#### [TASK DESCRIPTION]
Scan the records below for the word "Sets". Copy each line where it appears.

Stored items
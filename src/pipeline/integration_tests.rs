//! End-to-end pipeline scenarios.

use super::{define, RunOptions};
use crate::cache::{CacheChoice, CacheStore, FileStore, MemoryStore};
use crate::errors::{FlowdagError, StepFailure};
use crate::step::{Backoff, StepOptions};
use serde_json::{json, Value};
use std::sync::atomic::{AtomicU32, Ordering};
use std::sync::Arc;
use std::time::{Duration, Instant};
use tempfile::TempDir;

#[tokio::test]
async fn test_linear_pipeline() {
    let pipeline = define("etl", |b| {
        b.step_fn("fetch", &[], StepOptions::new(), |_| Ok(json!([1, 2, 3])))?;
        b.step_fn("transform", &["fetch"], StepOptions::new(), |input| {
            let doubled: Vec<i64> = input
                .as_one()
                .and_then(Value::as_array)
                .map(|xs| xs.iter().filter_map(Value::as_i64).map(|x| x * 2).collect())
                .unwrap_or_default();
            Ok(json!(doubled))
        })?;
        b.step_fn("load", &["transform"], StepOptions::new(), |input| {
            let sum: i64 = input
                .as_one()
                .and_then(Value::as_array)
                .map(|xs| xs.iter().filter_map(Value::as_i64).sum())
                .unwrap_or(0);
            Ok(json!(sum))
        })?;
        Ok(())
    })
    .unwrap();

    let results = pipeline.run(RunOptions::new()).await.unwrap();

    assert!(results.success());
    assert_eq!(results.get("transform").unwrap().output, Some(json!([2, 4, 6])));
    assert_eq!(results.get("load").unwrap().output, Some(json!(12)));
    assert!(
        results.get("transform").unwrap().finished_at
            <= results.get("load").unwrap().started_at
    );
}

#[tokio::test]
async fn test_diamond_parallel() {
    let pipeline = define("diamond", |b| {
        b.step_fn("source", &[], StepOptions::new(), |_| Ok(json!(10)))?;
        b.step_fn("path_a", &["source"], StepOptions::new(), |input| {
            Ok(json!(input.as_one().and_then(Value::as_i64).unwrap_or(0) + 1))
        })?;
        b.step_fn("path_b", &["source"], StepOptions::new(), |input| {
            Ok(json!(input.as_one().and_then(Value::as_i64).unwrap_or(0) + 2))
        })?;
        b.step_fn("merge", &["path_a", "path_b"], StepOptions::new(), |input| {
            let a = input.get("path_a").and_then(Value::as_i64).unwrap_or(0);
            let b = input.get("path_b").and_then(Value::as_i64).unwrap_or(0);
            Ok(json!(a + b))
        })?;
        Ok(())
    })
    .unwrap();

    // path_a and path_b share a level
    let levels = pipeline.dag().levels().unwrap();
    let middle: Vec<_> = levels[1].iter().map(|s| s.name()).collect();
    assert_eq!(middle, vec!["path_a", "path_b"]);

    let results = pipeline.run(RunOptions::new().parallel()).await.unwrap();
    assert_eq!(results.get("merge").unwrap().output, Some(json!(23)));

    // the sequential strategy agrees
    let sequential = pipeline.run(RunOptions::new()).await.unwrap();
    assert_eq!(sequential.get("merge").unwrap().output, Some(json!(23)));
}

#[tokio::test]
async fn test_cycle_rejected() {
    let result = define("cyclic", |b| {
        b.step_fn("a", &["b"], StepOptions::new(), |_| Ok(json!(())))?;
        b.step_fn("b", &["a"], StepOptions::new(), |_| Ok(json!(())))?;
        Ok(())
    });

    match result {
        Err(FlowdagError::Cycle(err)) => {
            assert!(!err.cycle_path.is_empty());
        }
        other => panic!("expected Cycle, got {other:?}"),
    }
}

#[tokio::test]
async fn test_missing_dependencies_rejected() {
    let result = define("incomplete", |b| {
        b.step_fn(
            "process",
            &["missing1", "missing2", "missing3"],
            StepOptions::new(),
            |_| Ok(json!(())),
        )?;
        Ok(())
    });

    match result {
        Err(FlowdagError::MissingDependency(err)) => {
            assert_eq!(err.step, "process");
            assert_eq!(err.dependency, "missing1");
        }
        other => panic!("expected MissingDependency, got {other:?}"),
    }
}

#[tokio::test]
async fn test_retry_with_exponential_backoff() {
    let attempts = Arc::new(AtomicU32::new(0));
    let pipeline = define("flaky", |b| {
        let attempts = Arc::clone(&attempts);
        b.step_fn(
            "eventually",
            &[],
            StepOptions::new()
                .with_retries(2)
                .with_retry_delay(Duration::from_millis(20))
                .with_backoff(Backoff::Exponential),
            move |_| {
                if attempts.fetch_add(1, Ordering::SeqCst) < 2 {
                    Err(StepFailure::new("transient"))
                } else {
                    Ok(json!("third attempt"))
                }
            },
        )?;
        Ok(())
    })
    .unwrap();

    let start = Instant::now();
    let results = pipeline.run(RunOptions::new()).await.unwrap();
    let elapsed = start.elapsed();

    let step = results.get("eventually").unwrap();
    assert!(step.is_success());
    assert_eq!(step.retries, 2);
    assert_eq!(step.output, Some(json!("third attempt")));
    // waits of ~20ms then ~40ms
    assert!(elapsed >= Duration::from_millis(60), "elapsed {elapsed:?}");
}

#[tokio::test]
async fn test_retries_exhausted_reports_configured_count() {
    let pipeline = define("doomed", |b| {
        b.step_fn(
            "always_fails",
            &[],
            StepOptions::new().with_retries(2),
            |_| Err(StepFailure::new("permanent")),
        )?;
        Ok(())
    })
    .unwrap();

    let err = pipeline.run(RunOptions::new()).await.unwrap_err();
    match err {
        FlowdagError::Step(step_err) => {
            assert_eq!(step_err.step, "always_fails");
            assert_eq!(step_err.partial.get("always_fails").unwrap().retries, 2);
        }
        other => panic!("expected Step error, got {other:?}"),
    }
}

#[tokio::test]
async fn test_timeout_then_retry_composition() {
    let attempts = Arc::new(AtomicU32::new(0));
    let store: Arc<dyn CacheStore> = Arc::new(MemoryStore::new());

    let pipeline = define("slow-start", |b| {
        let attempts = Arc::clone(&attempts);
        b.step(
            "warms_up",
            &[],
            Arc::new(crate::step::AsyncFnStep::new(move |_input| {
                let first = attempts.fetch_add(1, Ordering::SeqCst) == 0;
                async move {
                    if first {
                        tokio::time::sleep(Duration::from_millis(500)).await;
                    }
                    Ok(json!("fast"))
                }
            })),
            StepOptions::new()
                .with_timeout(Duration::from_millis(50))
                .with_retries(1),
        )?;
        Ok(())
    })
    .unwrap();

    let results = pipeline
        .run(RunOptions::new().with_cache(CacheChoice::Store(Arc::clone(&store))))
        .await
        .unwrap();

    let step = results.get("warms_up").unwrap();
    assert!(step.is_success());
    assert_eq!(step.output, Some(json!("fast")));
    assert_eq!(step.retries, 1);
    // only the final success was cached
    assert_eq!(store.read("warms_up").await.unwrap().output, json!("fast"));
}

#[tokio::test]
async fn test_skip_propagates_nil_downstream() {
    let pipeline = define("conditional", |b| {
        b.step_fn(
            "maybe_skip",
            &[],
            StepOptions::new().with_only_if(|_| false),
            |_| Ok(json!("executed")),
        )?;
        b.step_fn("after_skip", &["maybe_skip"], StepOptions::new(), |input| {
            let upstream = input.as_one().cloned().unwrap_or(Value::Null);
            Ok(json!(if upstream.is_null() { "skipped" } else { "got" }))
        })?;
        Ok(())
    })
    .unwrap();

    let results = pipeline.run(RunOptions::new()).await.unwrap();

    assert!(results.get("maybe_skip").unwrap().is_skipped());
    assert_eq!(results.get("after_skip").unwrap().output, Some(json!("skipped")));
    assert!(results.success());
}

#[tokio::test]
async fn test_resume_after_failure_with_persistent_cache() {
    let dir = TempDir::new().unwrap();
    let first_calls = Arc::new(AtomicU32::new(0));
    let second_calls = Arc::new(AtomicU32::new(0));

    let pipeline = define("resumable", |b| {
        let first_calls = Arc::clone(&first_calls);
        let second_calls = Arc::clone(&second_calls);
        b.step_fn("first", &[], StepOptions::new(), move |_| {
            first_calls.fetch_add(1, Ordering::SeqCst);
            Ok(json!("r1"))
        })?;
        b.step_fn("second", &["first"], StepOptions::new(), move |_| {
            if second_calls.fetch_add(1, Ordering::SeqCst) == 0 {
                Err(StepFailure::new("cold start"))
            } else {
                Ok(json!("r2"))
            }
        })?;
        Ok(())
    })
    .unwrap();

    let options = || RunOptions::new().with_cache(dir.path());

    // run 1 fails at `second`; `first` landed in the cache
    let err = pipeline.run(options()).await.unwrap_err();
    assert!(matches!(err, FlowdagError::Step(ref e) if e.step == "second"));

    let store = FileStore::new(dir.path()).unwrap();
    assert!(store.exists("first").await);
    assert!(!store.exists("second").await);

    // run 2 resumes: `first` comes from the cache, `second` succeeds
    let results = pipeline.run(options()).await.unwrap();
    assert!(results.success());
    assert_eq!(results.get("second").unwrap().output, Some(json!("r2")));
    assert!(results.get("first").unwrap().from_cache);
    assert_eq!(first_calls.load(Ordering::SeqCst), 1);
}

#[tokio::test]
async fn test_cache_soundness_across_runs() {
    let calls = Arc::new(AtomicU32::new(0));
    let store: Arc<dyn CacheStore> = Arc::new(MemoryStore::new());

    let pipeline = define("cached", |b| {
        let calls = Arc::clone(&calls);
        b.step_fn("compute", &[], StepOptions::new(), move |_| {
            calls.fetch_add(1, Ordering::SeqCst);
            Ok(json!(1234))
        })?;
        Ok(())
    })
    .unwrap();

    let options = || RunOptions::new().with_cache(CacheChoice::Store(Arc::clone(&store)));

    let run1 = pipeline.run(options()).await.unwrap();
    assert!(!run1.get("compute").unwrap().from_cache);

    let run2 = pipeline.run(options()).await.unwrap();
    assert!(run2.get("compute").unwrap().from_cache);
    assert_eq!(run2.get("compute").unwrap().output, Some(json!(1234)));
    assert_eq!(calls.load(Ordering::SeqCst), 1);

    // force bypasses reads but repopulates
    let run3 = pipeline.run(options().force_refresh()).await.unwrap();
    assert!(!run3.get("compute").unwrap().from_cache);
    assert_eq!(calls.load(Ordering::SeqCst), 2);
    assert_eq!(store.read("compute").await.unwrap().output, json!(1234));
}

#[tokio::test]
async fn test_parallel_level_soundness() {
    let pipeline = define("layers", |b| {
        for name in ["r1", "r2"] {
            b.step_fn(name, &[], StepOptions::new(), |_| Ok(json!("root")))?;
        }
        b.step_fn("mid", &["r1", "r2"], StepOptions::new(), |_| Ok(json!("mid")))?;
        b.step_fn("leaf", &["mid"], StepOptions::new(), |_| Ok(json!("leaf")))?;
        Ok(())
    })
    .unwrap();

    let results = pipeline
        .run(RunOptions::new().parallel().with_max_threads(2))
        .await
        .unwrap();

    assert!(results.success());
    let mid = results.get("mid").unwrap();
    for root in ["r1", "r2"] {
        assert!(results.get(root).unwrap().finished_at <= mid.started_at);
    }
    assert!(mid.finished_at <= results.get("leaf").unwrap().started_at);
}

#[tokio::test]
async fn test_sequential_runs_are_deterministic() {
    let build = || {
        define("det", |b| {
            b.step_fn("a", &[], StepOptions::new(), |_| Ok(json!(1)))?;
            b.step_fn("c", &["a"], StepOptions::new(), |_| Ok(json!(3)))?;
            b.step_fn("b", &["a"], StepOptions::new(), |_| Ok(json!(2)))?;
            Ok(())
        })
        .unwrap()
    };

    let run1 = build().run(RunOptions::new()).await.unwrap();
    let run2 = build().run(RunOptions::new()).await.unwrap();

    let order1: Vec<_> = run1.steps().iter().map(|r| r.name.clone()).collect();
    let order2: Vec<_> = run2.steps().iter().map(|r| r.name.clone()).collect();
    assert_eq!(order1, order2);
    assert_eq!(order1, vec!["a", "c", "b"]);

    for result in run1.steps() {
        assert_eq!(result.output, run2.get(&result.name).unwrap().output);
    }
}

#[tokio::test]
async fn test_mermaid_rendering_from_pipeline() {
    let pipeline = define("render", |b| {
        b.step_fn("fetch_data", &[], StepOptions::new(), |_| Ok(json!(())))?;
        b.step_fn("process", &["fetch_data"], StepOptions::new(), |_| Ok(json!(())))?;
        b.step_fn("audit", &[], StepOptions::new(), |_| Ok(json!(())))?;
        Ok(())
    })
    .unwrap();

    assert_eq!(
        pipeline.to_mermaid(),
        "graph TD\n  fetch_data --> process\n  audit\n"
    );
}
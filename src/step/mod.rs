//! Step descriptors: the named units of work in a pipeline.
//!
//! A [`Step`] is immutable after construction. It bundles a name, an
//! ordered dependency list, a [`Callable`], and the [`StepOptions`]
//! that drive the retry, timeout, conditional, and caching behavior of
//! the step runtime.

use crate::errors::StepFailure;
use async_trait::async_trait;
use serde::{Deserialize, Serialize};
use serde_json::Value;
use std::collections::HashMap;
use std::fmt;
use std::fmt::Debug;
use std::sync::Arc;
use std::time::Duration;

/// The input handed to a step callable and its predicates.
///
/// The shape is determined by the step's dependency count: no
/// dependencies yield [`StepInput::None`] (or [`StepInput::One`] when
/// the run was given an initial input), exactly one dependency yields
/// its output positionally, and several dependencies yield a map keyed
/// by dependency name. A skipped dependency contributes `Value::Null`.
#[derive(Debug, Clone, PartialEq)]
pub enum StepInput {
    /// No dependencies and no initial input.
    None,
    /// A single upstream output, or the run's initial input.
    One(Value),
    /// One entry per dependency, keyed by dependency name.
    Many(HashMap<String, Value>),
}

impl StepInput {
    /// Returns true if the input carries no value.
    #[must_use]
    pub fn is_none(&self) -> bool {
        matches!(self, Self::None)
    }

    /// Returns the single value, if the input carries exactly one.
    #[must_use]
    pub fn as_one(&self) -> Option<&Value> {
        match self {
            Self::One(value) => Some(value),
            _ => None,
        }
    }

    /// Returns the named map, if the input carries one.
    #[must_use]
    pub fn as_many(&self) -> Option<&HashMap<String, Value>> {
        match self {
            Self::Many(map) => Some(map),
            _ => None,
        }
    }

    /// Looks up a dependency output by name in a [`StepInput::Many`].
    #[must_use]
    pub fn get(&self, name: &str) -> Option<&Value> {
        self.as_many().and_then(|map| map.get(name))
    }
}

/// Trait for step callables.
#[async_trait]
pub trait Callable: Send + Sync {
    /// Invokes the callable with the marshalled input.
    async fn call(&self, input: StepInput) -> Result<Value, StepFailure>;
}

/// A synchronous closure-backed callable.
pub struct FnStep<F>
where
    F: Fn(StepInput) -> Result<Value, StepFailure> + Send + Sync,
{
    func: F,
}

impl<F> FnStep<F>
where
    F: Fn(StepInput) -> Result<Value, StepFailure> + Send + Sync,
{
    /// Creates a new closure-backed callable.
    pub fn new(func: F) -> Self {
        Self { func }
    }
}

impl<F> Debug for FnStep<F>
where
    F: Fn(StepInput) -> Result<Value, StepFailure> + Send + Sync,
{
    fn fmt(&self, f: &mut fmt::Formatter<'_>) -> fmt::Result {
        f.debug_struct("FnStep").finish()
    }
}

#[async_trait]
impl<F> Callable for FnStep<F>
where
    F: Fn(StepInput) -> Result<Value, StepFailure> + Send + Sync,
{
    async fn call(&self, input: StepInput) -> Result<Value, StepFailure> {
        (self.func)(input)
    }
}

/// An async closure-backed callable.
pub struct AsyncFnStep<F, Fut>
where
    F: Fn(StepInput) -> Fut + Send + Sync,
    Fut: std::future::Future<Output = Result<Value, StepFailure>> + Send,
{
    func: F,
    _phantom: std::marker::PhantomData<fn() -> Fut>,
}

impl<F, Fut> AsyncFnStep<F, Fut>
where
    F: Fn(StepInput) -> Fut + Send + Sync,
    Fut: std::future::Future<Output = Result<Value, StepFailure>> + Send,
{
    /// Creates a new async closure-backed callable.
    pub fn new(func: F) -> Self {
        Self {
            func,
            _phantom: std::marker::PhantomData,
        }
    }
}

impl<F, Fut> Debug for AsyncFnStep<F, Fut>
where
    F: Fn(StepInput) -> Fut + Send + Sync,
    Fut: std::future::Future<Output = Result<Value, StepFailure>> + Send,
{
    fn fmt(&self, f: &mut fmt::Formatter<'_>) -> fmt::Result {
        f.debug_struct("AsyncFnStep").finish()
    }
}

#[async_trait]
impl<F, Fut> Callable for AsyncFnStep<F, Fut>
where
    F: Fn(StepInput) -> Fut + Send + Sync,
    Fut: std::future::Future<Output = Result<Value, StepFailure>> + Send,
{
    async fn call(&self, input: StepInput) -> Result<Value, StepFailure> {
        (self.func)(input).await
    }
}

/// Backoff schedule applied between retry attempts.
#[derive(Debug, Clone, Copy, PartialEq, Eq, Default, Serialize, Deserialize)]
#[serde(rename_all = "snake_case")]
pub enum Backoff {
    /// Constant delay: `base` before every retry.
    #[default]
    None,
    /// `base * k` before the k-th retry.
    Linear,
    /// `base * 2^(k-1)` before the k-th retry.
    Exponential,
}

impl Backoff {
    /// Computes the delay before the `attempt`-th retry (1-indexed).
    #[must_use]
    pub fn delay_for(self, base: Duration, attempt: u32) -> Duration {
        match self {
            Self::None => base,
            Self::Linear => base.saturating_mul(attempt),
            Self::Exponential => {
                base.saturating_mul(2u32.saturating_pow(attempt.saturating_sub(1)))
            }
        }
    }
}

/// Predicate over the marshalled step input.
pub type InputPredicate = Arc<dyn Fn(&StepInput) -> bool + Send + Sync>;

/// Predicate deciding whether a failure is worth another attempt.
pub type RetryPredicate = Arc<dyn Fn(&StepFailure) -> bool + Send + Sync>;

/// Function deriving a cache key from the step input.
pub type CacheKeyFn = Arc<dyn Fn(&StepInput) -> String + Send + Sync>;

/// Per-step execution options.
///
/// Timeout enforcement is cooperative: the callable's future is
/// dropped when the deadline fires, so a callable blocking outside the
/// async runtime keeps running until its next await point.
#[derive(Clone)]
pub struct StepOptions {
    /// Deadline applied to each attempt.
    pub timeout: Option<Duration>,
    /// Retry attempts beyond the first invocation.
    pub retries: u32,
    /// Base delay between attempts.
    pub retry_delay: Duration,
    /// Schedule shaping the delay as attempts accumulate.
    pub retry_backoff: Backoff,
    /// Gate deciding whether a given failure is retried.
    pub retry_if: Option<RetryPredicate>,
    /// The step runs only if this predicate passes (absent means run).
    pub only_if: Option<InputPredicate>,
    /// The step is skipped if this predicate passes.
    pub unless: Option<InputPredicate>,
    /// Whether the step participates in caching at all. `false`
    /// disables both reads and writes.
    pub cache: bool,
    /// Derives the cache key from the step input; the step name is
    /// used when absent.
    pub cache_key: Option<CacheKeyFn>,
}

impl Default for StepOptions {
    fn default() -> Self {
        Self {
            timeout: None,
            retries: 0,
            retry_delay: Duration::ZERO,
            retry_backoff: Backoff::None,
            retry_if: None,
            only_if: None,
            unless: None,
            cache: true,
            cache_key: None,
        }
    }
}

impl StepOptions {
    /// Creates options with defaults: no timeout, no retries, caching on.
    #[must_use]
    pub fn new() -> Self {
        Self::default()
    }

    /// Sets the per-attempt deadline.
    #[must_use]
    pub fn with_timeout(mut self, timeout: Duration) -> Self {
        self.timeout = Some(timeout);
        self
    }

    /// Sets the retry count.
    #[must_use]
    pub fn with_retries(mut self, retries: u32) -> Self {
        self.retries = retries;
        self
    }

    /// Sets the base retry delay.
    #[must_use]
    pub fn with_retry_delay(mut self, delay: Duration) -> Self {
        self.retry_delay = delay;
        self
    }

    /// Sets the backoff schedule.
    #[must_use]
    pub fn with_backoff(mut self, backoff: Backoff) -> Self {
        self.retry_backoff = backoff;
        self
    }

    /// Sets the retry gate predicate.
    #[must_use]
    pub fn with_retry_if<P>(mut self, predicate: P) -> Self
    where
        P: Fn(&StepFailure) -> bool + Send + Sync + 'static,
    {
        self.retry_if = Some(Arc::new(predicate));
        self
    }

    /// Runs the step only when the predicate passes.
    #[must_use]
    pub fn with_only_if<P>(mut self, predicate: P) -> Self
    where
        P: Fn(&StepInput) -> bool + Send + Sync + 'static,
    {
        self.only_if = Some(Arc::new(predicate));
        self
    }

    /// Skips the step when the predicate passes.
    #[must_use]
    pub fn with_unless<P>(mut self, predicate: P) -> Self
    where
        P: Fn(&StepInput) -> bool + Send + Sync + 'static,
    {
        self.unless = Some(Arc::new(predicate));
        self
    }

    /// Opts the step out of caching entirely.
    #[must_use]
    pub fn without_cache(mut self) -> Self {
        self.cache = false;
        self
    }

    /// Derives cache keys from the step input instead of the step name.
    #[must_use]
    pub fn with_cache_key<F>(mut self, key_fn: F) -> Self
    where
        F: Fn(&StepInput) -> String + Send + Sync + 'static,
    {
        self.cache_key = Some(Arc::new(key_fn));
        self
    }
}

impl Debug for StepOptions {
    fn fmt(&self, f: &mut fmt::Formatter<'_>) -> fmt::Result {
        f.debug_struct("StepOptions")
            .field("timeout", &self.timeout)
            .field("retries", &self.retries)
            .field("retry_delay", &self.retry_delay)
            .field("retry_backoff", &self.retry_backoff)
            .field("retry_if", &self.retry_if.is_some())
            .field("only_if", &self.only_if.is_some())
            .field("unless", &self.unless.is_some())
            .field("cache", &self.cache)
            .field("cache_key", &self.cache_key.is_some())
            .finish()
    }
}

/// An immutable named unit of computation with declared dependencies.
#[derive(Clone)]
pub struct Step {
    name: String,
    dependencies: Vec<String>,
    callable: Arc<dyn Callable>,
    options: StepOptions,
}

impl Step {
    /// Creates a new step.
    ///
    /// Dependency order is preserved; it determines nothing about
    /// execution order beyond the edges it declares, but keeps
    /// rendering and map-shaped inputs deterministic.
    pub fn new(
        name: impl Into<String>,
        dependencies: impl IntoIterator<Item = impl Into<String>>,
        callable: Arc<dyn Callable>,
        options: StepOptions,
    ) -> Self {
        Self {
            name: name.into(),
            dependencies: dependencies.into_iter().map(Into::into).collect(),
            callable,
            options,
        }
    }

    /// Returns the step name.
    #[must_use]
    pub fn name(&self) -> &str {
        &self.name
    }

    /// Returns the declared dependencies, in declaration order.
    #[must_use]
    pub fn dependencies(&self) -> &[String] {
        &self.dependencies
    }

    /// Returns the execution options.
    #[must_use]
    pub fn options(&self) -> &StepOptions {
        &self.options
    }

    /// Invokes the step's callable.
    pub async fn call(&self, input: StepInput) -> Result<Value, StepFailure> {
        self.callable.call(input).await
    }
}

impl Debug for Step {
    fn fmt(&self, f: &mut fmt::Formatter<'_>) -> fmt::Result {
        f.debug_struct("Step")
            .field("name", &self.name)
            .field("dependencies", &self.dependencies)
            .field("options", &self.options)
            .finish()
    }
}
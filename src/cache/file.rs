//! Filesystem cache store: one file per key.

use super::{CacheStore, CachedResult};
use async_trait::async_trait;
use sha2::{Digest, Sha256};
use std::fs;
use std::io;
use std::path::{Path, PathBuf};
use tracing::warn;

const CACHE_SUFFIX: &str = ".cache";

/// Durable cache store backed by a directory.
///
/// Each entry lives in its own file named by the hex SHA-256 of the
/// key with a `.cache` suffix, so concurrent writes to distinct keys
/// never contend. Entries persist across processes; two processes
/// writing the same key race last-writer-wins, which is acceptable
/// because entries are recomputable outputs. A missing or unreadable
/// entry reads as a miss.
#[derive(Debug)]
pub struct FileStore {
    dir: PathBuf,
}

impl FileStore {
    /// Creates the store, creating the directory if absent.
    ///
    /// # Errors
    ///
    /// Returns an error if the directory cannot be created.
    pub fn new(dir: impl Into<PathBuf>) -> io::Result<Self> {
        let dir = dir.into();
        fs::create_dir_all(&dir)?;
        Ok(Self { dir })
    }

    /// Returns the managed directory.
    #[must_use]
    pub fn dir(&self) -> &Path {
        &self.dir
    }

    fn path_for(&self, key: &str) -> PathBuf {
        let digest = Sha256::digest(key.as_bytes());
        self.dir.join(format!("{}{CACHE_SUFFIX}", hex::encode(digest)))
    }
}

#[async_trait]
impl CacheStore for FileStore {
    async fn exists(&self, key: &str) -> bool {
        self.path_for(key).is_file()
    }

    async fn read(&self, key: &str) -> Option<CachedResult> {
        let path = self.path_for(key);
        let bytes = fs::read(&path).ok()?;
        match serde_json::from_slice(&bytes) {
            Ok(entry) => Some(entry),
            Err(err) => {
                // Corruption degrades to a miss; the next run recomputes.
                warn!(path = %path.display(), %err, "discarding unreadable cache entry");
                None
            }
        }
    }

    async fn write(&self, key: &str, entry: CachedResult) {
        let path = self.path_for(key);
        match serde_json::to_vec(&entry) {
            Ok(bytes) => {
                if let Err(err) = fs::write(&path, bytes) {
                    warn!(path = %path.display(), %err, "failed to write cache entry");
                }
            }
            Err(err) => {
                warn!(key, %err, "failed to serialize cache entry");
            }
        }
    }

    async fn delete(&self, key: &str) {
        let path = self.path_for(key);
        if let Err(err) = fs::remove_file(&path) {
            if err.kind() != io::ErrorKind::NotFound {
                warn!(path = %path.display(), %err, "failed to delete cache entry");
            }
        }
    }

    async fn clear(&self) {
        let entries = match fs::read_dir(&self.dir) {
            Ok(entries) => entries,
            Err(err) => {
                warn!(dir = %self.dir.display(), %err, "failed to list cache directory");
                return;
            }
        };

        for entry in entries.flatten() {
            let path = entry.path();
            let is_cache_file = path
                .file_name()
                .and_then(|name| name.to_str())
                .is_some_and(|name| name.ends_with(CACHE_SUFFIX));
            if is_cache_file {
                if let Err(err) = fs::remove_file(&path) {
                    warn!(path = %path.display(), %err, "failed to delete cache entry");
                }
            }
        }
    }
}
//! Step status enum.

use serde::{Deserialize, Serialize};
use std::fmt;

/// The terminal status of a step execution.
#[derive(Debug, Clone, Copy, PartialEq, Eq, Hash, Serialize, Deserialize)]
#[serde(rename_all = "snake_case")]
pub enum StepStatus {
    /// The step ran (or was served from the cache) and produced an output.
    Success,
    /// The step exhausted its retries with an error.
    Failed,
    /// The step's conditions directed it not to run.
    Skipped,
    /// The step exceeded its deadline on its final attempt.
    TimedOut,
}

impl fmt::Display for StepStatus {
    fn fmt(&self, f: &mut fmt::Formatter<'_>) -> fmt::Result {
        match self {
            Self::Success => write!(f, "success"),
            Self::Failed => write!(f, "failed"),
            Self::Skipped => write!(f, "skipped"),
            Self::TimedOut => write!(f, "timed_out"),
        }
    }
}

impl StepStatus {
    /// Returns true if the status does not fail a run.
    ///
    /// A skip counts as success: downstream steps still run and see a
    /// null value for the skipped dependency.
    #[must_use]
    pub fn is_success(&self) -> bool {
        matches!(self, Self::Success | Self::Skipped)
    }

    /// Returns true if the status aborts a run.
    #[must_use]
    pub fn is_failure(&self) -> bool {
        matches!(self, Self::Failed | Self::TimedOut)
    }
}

#### [WRITTEN SOLUTION]
    /// Sets the per-attempt deadline.
    /// Sets the retry count.
    /// Sets the base retry delay.
    /// Sets the backoff schedule.
    /// Sets the retry gate predicate.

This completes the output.